Now, I am not blindly advocating simply throwing hardware at all of your performance problems. More often than not, you can find lots of areas for major performance and scalability improvement with application level optimization and refactoring, query optimization, and index tuning. In fact, you should always look at those areas first.

Being completely informed about your exact hardware resources is something you should always try to do.  I am always disappointed when I ask a DBA what kind of hardware they are running on for a particular server, and the answer is something along the lines of “I’m not sure, a Xeon, I think…”, or if I ask them what kind of storage subsystem they are using, and they answer “I think it is on a SAN. The SAN guys know all the details”. There is really no excuse for that.
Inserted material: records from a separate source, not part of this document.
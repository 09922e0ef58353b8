//! Listener lifecycle
//!
//! `adn-ds` serves in the foreground with graceful shutdown; `adn-ui` embeds
//! the same router as a background task reachable only through its socket.

use std::future::Future;
use std::net::SocketAddr;

use tokio::net::TcpListener;
use tokio::signal;
use tokio::task::JoinHandle;
use tracing::info;

use crate::{build_router, AppState};

/// Serve until `shutdown` resolves
pub async fn run<F>(listener: TcpListener, state: AppState, shutdown: F) -> std::io::Result<()>
where
    F: Future<Output = ()> + Send + 'static,
{
    let addr = listener.local_addr()?;
    info!("adn-ds listening on http://{}", addr);
    info!("Health check: http://{}/health", addr);

    axum::serve(listener, build_router(state))
        .with_graceful_shutdown(shutdown)
        .await
}

/// Bind `host:port` and serve on a background task.
///
/// The bound address is returned so callers binding port 0 learn the real
/// port.
pub async fn spawn(
    host: &str,
    port: u16,
    state: AppState,
) -> std::io::Result<(SocketAddr, JoinHandle<std::io::Result<()>>)> {
    let listener = TcpListener::bind((host, port)).await?;
    let local_addr = listener.local_addr()?;
    let handle = tokio::spawn(run(listener, state, std::future::pending()));
    Ok((local_addr, handle))
}

/// Graceful shutdown signal handler
pub async fn shutdown_signal() {
    let ctrl_c = async {
        signal::ctrl_c()
            .await
            .expect("Failed to install Ctrl+C handler");
    };

    #[cfg(unix)]
    let terminate = async {
        signal::unix::signal(signal::unix::SignalKind::terminate())
            .expect("Failed to install signal handler")
            .recv()
            .await;
    };

    #[cfg(not(unix))]
    let terminate = std::future::pending::<()>();

    tokio::select! {
        _ = ctrl_c => {
            info!("Received Ctrl+C, shutting down");
        },
        _ = terminate => {
            info!("Received terminate signal, shutting down");
        },
    }
}
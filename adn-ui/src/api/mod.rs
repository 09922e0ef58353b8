//! HTTP API handlers for adn-ui

pub mod denoise;
pub mod health;
pub mod output;
pub mod ui;

pub use denoise::{denoise, denoise_routes};
pub use health::{health_check, health_routes};
pub use output::{download_output, output_routes, play_output};
pub use ui::{serve_app_js, serve_index, ui_routes};
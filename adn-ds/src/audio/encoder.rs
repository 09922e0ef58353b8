//! WAV encoding with hound
//!
//! Quantisation uses the same full-scale factors symphonia uses when it
//! converts integer PCM to f32, so unchanged samples round-trip exactly.

use std::io::Cursor;

use hound::{WavSpec, WavWriter};

use super::types::{AudioBuffer, SampleFormat};
use crate::error::AudioError;

/// Encode `buffer` as a RIFF/WAVE file in memory.
///
/// Samples outside [-1.0, 1.0] are clamped.
pub fn encode_wav(buffer: &AudioBuffer) -> Result<Vec<u8>, AudioError> {
    let spec = WavSpec {
        channels: buffer.channels,
        sample_rate: buffer.sample_rate,
        bits_per_sample: buffer.sample_format.bits_per_sample(),
        sample_format: if buffer.sample_format.is_float() {
            hound::SampleFormat::Float
        } else {
            hound::SampleFormat::Int
        },
    };

    let width = buffer.sample_format.width() as usize;
    let mut cursor = Cursor::new(Vec::with_capacity(44 + buffer.samples.len() * width));
    {
        let mut writer = WavWriter::new(&mut cursor, spec)?;

        match buffer.sample_format {
            SampleFormat::U8 => {
                // hound stores i8 as unsigned 8-bit
                for &s in &buffer.samples {
                    writer.write_sample(quantize(s, 128.0) as i8)?;
                }
            }
            SampleFormat::S16 => {
                let mut samples = writer.get_i16_writer(buffer.samples.len() as u32);
                for &s in &buffer.samples {
                    samples.write_sample(quantize(s, 32768.0) as i16);
                }
                samples.flush()?;
            }
            SampleFormat::S24 => {
                for &s in &buffer.samples {
                    writer.write_sample(quantize(s, 8_388_608.0) as i32)?;
                }
            }
            SampleFormat::S32 => {
                for &s in &buffer.samples {
                    writer.write_sample(quantize(s, 2_147_483_648.0) as i32)?;
                }
            }
            SampleFormat::F32 => {
                for &s in &buffer.samples {
                    writer.write_sample(s.clamp(-1.0, 1.0))?;
                }
            }
        }

        writer.finalize()?;
    }

    Ok(cursor.into_inner())
}

/// Scale to integer full range, rounding and clamping to `[-scale, scale - 1]`
fn quantize(sample: f32, scale: f64) -> i64 {
    let scaled = (f64::from(sample) * scale).round();
    scaled.clamp(-scale, scale - 1.0) as i64
}
//! Error types for adn-ds
//!
//! [`AudioError`] covers the decode → denoise → encode pipeline and splits
//! into bad-input and internal-fault variants. [`ApiError`] maps both onto
//! HTTP status codes with a `{"error": "..."}` body.

use adn_common::api::ErrorResponse;
use axum::{
    http::StatusCode,
    response::{IntoResponse, Response},
    Json,
};
use thiserror::Error;
use tracing::{error, warn};

/// Message returned when the `file` field is absent
pub const MISSING_FILE_MESSAGE: &str = "No audio file uploaded";

/// Pipeline error
#[derive(Debug, Error)]
pub enum AudioError {
    /// Zero-byte upload
    #[error("uploaded file is empty")]
    EmptyUpload,

    /// Container or codec not recognised
    #[error("unsupported format: {0}")]
    Unsupported(String),

    /// Container holds no decodable audio track
    #[error("no audio track found")]
    NoAudioTrack,

    /// Stream could not be read or decoded
    #[error("corrupt audio stream: {0}")]
    Corrupt(String),

    /// Stream decoded but produced no frames
    #[error("audio stream contains no samples")]
    NoFrames,

    /// Noise-reduction transform failed
    #[error("noise reduction failed: {0}")]
    Transform(String),

    /// WAV encoding failed
    #[error("WAV encoding failed: {0}")]
    Encode(String),
}

impl AudioError {
    /// True when the caller's upload is at fault
    pub fn is_input_error(&self) -> bool {
        !matches!(self, AudioError::Transform(_) | AudioError::Encode(_))
    }
}

impl From<hound::Error> for AudioError {
    fn from(err: hound::Error) -> Self {
        AudioError::Encode(err.to_string())
    }
}

/// API error type
#[derive(Debug, Error)]
pub enum ApiError {
    /// No `file` field in the request (400)
    #[error("{}", MISSING_FILE_MESSAGE)]
    MissingFile,

    /// Malformed multipart body (400)
    #[error("Invalid multipart request: {0}")]
    BadRequest(String),

    /// Body exceeds the configured upload limit (413)
    #[error("Upload too large: {0}")]
    PayloadTooLarge(String),

    /// Upload is not decodable audio (422)
    #[error("Could not decode audio: {0}")]
    Undecodable(String),

    /// Internal server error (500)
    #[error("Internal server error: {0}")]
    Internal(String),
}

impl From<AudioError> for ApiError {
    fn from(err: AudioError) -> Self {
        if err.is_input_error() {
            ApiError::Undecodable(err.to_string())
        } else {
            ApiError::Internal(err.to_string())
        }
    }
}

impl ApiError {
    pub fn status(&self) -> StatusCode {
        match self {
            ApiError::MissingFile | ApiError::BadRequest(_) => StatusCode::BAD_REQUEST,
            ApiError::PayloadTooLarge(_) => StatusCode::PAYLOAD_TOO_LARGE,
            ApiError::Undecodable(_) => StatusCode::UNPROCESSABLE_ENTITY,
            ApiError::Internal(_) => StatusCode::INTERNAL_SERVER_ERROR,
        }
    }
}

impl IntoResponse for ApiError {
    fn into_response(self) -> Response {
        let status = self.status();
        let message = self.to_string();

        if status.is_server_error() {
            error!(status = status.as_u16(), "Denoise request failed: {}", message);
        } else {
            warn!(status = status.as_u16(), "Denoise request rejected: {}", message);
        }

        (status, Json(ErrorResponse::new(message))).into_response()
    }
}

/// Result type for API handlers
pub type ApiResult<T> = Result<T, ApiError>;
Even if you cannot make any changes or you cannot afford any new equipment, you should know what you have, and have it documented somewhere.  It’s really your responsibility as a database professional to know as much as possible about your environment.

There are two free tools that you can run on your servers to discover quite a bit of useful hardware information. The first one is CPU-Z, which is a freeware application written by Franck Delattre. CPU-Z has been around for years, and it has been very popular in the hardware enthusiast community as a quick and reliable way of discovering and documenting details about your CPU, CPU caches,motherboard, and RAM.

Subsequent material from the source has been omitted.